Stored data:
==========
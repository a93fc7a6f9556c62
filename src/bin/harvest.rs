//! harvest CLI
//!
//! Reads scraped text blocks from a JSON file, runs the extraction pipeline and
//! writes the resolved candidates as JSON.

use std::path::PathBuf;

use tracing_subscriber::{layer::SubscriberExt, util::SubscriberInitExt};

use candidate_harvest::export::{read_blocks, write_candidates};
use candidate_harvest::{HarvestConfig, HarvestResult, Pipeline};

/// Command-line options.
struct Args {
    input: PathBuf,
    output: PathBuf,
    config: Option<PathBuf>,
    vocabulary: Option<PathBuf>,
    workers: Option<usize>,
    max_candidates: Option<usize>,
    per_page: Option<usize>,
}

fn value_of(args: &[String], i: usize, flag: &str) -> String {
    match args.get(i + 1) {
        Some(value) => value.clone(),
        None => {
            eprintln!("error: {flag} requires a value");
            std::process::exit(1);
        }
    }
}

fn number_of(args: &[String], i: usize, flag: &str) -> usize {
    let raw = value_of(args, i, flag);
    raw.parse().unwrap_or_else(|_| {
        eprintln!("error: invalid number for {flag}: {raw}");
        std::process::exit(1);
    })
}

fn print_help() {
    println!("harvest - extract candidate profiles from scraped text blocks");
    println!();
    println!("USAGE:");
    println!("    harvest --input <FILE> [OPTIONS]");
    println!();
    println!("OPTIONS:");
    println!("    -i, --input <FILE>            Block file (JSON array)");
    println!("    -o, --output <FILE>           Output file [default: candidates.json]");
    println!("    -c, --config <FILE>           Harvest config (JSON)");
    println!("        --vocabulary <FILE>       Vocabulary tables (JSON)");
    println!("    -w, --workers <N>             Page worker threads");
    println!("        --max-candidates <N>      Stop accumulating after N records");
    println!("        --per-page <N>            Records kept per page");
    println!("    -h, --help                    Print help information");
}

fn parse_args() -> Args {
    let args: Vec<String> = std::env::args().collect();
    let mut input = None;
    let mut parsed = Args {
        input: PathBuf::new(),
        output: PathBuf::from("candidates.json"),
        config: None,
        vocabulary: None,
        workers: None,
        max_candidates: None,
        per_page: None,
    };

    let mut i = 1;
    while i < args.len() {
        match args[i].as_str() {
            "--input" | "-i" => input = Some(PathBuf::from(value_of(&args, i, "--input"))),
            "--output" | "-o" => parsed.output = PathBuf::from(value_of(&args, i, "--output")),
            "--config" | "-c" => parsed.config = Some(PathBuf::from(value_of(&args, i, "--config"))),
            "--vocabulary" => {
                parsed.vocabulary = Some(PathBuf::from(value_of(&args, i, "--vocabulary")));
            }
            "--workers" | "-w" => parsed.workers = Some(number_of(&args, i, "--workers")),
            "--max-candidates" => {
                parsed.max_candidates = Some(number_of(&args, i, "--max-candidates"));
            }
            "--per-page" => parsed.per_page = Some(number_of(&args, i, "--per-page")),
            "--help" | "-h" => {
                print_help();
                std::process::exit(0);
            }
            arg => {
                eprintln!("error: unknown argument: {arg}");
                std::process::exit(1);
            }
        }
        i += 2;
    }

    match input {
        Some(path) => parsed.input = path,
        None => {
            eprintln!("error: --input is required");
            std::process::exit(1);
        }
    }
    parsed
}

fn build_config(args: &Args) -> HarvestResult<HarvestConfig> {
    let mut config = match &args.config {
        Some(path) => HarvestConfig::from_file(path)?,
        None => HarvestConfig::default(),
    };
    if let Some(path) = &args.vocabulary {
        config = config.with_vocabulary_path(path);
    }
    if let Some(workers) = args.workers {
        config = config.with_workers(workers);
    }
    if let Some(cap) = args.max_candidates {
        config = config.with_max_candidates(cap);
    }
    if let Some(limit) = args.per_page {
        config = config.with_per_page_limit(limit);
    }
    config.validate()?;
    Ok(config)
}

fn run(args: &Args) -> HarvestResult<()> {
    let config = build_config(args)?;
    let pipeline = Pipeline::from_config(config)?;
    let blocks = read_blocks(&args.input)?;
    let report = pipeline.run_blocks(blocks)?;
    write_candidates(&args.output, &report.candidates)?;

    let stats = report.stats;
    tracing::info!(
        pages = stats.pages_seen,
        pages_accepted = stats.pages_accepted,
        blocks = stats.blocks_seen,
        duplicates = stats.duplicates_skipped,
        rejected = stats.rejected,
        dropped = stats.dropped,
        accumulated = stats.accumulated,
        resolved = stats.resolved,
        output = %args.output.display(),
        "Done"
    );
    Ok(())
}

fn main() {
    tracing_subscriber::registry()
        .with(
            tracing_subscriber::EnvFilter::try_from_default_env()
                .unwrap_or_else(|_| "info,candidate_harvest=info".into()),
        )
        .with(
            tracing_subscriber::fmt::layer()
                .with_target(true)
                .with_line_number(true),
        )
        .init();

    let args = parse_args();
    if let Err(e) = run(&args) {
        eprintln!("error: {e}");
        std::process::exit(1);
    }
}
==========
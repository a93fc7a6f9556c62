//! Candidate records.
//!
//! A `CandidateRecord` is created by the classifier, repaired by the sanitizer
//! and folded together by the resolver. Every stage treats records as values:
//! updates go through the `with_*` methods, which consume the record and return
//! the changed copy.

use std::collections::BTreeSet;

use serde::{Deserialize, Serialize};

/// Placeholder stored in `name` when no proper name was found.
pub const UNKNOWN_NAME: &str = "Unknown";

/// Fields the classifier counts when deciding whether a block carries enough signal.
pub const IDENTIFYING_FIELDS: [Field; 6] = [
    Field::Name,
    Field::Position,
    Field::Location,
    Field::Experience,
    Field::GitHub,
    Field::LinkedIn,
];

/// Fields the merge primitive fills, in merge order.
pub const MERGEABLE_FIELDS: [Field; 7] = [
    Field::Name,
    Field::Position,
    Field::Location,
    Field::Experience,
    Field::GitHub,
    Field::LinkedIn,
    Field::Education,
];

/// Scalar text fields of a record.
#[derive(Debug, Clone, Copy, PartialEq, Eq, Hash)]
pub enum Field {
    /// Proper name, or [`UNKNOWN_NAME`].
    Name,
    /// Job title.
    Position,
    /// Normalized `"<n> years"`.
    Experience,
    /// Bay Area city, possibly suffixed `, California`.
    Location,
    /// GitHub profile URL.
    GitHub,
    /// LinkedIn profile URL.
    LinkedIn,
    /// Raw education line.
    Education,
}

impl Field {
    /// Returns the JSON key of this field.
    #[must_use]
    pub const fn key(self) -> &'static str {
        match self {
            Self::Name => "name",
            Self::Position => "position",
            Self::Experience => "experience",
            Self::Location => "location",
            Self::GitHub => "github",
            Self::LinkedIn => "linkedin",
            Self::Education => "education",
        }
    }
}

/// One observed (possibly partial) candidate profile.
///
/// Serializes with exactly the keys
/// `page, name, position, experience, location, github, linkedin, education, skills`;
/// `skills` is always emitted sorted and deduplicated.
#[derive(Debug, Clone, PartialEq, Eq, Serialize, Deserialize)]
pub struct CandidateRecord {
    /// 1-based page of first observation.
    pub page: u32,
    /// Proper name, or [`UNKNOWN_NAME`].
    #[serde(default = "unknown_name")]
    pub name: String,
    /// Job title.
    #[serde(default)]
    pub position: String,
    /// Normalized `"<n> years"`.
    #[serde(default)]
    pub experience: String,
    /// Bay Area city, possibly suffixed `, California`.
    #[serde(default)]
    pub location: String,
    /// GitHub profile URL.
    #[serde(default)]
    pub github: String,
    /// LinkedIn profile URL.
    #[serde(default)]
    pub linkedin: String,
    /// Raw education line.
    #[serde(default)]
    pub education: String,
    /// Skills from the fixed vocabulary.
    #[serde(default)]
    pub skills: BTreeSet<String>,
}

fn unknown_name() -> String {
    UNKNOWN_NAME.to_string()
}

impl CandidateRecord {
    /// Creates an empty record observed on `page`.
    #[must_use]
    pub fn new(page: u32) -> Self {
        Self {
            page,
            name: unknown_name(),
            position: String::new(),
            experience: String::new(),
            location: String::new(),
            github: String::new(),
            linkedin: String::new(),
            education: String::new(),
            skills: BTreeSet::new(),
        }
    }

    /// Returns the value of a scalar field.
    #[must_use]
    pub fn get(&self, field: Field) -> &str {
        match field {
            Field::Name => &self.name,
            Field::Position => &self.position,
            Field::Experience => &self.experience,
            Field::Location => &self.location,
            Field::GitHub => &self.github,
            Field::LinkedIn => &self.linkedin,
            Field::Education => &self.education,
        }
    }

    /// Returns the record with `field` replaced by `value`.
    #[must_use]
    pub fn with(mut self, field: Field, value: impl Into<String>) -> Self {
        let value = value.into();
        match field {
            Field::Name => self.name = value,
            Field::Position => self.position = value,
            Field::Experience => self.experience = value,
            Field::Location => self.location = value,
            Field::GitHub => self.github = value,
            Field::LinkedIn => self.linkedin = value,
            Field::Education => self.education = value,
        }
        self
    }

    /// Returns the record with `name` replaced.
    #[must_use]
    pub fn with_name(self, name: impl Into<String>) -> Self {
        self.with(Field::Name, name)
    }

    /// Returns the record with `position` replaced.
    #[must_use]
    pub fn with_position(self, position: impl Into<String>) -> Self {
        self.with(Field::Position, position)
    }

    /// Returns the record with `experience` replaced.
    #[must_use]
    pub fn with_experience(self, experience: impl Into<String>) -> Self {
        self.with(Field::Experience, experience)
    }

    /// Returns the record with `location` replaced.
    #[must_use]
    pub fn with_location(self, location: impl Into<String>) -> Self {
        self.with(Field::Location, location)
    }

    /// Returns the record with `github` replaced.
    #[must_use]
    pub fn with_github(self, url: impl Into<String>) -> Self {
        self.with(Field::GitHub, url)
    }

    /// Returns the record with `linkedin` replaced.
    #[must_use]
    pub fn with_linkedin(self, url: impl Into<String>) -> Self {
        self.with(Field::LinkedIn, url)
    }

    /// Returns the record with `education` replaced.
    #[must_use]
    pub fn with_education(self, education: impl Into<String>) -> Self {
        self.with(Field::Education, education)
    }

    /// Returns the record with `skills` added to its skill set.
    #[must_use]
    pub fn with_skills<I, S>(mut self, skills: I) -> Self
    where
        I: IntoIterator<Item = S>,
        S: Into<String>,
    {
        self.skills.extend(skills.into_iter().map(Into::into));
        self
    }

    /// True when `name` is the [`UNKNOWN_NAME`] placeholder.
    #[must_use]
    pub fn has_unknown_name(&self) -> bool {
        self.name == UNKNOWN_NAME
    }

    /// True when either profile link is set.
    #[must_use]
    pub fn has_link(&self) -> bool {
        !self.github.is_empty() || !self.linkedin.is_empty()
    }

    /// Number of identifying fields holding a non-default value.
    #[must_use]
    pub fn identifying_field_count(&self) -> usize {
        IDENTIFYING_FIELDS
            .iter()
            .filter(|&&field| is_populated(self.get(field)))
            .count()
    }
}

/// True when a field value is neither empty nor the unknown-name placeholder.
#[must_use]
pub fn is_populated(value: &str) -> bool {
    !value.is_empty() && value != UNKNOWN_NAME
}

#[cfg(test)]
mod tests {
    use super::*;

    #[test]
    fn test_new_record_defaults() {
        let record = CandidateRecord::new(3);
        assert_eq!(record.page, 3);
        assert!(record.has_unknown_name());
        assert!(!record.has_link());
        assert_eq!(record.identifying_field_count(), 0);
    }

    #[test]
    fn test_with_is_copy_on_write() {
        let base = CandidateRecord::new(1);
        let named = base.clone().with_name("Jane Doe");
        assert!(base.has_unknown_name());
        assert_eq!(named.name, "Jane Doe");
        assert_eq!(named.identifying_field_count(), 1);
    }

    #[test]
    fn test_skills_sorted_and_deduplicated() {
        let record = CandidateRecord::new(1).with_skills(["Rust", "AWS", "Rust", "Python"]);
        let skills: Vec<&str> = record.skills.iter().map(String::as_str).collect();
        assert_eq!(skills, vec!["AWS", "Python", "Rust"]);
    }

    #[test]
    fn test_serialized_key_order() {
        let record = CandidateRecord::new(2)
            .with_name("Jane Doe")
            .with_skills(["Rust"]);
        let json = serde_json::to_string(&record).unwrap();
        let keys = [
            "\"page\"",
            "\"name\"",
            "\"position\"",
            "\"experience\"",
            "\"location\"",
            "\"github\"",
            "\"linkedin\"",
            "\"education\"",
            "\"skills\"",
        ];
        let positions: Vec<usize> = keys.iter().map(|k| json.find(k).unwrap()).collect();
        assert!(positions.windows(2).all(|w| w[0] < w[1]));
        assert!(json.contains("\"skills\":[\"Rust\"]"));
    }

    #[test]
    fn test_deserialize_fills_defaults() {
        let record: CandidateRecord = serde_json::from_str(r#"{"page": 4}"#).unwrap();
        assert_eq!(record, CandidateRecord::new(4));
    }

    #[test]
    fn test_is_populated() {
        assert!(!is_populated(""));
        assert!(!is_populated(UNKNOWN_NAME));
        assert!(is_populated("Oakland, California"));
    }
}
==========
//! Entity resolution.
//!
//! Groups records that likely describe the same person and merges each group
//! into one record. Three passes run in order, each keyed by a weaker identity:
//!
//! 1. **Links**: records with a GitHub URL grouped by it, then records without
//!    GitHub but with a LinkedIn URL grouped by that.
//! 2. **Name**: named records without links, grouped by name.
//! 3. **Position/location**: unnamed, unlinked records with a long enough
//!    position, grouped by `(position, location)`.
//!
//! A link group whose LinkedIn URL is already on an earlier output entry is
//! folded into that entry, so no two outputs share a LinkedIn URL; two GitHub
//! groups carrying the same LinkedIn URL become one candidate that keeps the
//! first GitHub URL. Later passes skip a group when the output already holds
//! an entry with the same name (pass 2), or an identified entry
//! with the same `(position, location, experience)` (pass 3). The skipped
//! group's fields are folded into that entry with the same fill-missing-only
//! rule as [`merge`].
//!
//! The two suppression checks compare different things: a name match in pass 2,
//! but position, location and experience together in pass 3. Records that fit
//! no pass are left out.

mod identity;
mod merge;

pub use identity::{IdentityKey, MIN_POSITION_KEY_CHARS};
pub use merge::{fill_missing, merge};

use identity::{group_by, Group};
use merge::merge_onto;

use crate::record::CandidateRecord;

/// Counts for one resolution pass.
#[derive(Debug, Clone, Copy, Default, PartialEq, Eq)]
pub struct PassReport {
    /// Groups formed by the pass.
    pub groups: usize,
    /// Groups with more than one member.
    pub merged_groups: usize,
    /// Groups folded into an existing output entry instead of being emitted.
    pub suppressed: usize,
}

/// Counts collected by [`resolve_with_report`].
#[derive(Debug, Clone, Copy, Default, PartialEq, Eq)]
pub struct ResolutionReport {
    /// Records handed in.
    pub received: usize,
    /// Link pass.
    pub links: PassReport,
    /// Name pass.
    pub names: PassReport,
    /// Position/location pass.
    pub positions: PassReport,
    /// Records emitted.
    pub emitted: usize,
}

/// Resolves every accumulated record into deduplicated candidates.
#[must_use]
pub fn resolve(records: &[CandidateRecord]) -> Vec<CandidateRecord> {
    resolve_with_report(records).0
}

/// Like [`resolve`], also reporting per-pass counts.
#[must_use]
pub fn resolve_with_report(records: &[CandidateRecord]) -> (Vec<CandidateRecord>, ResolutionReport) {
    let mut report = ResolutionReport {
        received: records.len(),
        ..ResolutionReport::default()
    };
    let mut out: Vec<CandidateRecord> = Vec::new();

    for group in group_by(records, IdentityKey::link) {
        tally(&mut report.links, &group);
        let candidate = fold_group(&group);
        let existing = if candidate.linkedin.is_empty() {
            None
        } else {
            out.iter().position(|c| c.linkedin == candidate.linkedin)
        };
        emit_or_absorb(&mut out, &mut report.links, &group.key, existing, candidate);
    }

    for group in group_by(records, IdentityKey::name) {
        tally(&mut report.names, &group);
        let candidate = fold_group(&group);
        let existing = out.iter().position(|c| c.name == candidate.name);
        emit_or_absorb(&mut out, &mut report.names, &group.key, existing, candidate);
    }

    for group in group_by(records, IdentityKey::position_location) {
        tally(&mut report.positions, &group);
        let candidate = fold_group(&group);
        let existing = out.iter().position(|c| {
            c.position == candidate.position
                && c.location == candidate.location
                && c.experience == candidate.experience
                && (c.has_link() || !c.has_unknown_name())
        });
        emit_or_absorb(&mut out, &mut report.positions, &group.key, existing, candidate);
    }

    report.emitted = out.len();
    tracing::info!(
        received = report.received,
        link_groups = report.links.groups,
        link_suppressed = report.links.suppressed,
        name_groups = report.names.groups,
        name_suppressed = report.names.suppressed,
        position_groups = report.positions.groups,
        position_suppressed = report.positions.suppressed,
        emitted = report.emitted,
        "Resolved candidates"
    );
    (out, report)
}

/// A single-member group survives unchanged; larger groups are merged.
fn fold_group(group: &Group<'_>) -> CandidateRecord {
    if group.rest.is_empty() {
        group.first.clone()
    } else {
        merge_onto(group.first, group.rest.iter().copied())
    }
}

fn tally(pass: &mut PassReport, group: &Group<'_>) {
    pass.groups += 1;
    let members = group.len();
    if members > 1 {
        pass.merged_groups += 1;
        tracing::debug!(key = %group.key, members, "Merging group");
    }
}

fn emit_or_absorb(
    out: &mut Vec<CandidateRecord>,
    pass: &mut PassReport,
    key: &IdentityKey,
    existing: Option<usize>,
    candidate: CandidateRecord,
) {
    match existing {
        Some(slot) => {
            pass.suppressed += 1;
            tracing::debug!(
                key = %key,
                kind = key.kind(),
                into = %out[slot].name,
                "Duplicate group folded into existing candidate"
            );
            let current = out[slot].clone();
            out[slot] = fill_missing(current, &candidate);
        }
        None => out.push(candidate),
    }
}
==========
## About this task
For the records above, state how many lines contain the string "PathBuf", with no added text.

## Solution for this task
11